_Task details:_
Go through the records and copy each line where the word "CategoryId" occurs.

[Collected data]
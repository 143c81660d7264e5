//! Type-safe price representation using decimal arithmetic.

use rust_decimal::Decimal;
use serde::{Deserialize, Serialize};

/// A price with currency information.
///
/// Amounts are stored in the currency's standard unit (e.g., dollars, not
/// cents) using decimal arithmetic, never floating point.
#[derive(Debug, Clone, Copy, PartialEq, Eq, Serialize, Deserialize)]
pub struct Price {
    /// Amount in the currency's standard unit.
    pub amount: Decimal,
    /// ISO 4217 currency code.
    pub currency_code: CurrencyCode,
}

impl Price {
    /// Create a new price.
    #[must_use]
    pub const fn new(amount: Decimal, currency_code: CurrencyCode) -> Self {
        Self {
            amount,
            currency_code,
        }
    }

    /// Create a price from an amount in the smallest currency unit
    /// (e.g., cents for USD).
    #[must_use]
    pub fn from_cents(cents: i64, currency_code: CurrencyCode) -> Self {
        Self {
            amount: Decimal::new(cents, 2),
            currency_code,
        }
    }

    /// Format for display (e.g., "$19.99").
    #[must_use]
    pub fn display(&self) -> String {
        format!("{}{:.2}", self.currency_code.symbol(), self.amount)
    }
}

/// ISO 4217 currency codes.
#[derive(Debug, Clone, Copy, PartialEq, Eq, Hash, Serialize, Deserialize, Default)]
pub enum CurrencyCode {
    #[default]
    USD,
    EUR,
    GBP,
    CAD,
    AUD,
}

impl CurrencyCode {
    /// Currency display symbol.
    #[must_use]
    pub const fn symbol(&self) -> &'static str {
        match self {
            Self::USD | Self::CAD | Self::AUD => "$",
            Self::EUR => "\u{20ac}",
            Self::GBP => "\u{a3}",
        }
    }

    /// ISO 4217 code string.
    #[must_use]
    pub const fn code(&self) -> &'static str {
        match self {
            Self::USD => "USD",
            Self::EUR => "EUR",
            Self::GBP => "GBP",
            Self::CAD => "CAD",
            Self::AUD => "AUD",
        }
    }
}
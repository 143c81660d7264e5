//! Service layer: typed settings domains and storage URL signing.

pub mod settings;
pub mod storage;

pub use settings::{
    CalculationSettings, HomepageSettings, ProductCostSettings, SettingsDomain, SettingsTab,
};
pub use storage::{SignedUrl, UrlSigner};
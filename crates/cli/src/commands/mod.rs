//! CLI subcommands.

pub mod migrate;
pub mod seed;

use sqlx::PgPool;
use thiserror::Error;

/// Errors shared by CLI commands.
#[derive(Debug, Error)]
pub enum CommandError {
    #[error("Missing environment variable: {0}")]
    MissingEnvVar(&'static str),

    #[error("Database error: {0}")]
    Database(#[from] sqlx::Error),

    #[error("Migration error: {0}")]
    Migration(#[from] sqlx::migrate::MigrateError),
}

/// Connect to the database named by `VERDANT_DATABASE_URL` (falling back
/// to `DATABASE_URL`).
///
/// # Errors
///
/// Returns an error if neither variable is set or the connection fails.
pub async fn connect() -> Result<PgPool, CommandError> {
    dotenvy::dotenv().ok();

    let database_url = std::env::var("VERDANT_DATABASE_URL")
        .or_else(|_| std::env::var("DATABASE_URL"))
        .map_err(|_| CommandError::MissingEnvVar("VERDANT_DATABASE_URL"))?;

    Ok(PgPool::connect(&database_url).await?)
}
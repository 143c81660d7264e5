//! Product API handlers.

use std::collections::HashMap;

use axum::{
    Router,
    extract::{Query, State},
    routing::{get, post},
};
use rust_decimal::Decimal;
use serde::Deserialize;

use verdant_core::{CategoryId, ProductId, parse_ids_lenient};

use crate::db::ProductRepository;
use crate::error::ApiError;
use crate::extract::Json;
use crate::models::{NewProduct, Product};
use crate::response::{ApiSuccess, ok};
use crate::state::AppState;

/// Build the products router.
pub fn router() -> Router<AppState> {
    Router::new()
        .route("/api/products", get(list).post(create))
        .route("/api/products/by-ids", post(by_ids))
}

/// Query parameters for listing products.
#[derive(Debug, Deserialize)]
pub struct ListQuery {
    pub category_id: Option<CategoryId>,
}

/// Request body for fetching products by ID list.
#[derive(Debug, Deserialize)]
pub struct ByIdsRequest {
    pub ids: Vec<String>,
}

/// List non-deleted products, newest first, optionally filtered by category.
///
/// # Errors
///
/// Returns an error if the database query fails.
pub async fn list(
    State(state): State<AppState>,
    Query(query): Query<ListQuery>,
) -> Result<Json<ApiSuccess<Vec<Product>>>, ApiError> {
    let products = ProductRepository::new(state.pool())
        .list(query.category_id)
        .await?;
    Ok(ok(products))
}

/// Create a product.
///
/// # Errors
///
/// Returns a validation error for an empty name or negative price, or a
/// database error otherwise.
pub async fn create(
    State(state): State<AppState>,
    Json(body): Json<NewProduct>,
) -> Result<Json<ApiSuccess<Product>>, ApiError> {
    if body.name.trim().is_empty() {
        return Err(ApiError::Validation("name is required".to_string()));
    }
    if body.price < Decimal::ZERO {
        return Err(ApiError::Validation(
            "price must not be negative".to_string(),
        ));
    }

    let product = ProductRepository::new(state.pool()).create(&body).await?;
    Ok(ok(product))
}

/// Fetch products by ID, returned in the caller's order.
///
/// Ids that are not valid UUIDs or match no live row are silently dropped.
///
/// # Errors
///
/// Returns a validation error for an empty `ids` array, or a database error
/// if the fetch fails.
pub async fn by_ids(
    State(state): State<AppState>,
    Json(body): Json<ByIdsRequest>,
) -> Result<Json<ApiSuccess<Vec<Product>>>, ApiError> {
    if body.ids.is_empty() {
        return Err(ApiError::Validation("ids array cannot be empty".to_string()));
    }

    let ids: Vec<ProductId> = parse_ids_lenient(&body.ids);
    if ids.is_empty() {
        return Ok(ok(Vec::new()));
    }

    let products = ProductRepository::new(state.pool()).get_by_ids(&ids).await?;
    Ok(ok(reorder_by_ids(&ids, products)))
}

/// Reorder fetched products to match the requested ID order, dropping ids
/// with no matching row.
fn reorder_by_ids(ids: &[ProductId], products: Vec<Product>) -> Vec<Product> {
    let mut by_id: HashMap<ProductId, Product> =
        products.into_iter().map(|p| (p.id, p)).collect();
    ids.iter().filter_map(|id| by_id.remove(id)).collect()
}

#[cfg(test)]
mod tests {
    use chrono::Utc;

    use super::*;

    fn product(id: ProductId, name: &str) -> Product {
        Product {
            id,
            name: name.to_string(),
            description: None,
            price: Decimal::new(1000, 2),
            category_id: None,
            image_path: None,
            created_at: Utc::now(),
        }
    }

    #[test]
    fn test_reorder_matches_input_order() {
        let a = ProductId::generate();
        let b = ProductId::generate();
        let fetched = vec![product(a, "a"), product(b, "b")];

        let ordered = reorder_by_ids(&[b, a], fetched);
        let names: Vec<_> = ordered.iter().map(|p| p.name.as_str()).collect();
        assert_eq!(names, vec!["b", "a"]);
    }

    #[test]
    fn test_reorder_drops_unmatched_ids() {
        let a = ProductId::generate();
        let missing = ProductId::generate();
        let fetched = vec![product(a, "a")];

        let ordered = reorder_by_ids(&[missing, a], fetched);
        assert_eq!(ordered.len(), 1);
        assert_eq!(ordered.first().map(|p| p.id), Some(a));
    }

    #[test]
    fn test_reorder_handles_duplicate_ids() {
        // A repeated id yields the row once, at its first position
        let a = ProductId::generate();
        let fetched = vec![product(a, "a")];

        let ordered = reorder_by_ids(&[a, a], fetched);
        assert_eq!(ordered.len(), 1);
    }

    #[test]
    fn test_reorder_empty() {
        assert!(reorder_by_ids(&[], Vec::new()).is_empty());
    }
}
//! Core types for Verdant Market.
//!
//! This module provides type-safe wrappers for common domain concepts.

pub mod email;
pub mod id;
pub mod price;

pub use email::{Email, EmailError};
pub use id::*;
pub use price::{CurrencyCode, Price};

_Result of the exercise:_
use verdant_core::{CategoryId, ProductId, parse_ids_lenient};
    pub category_id: Option<CategoryId>,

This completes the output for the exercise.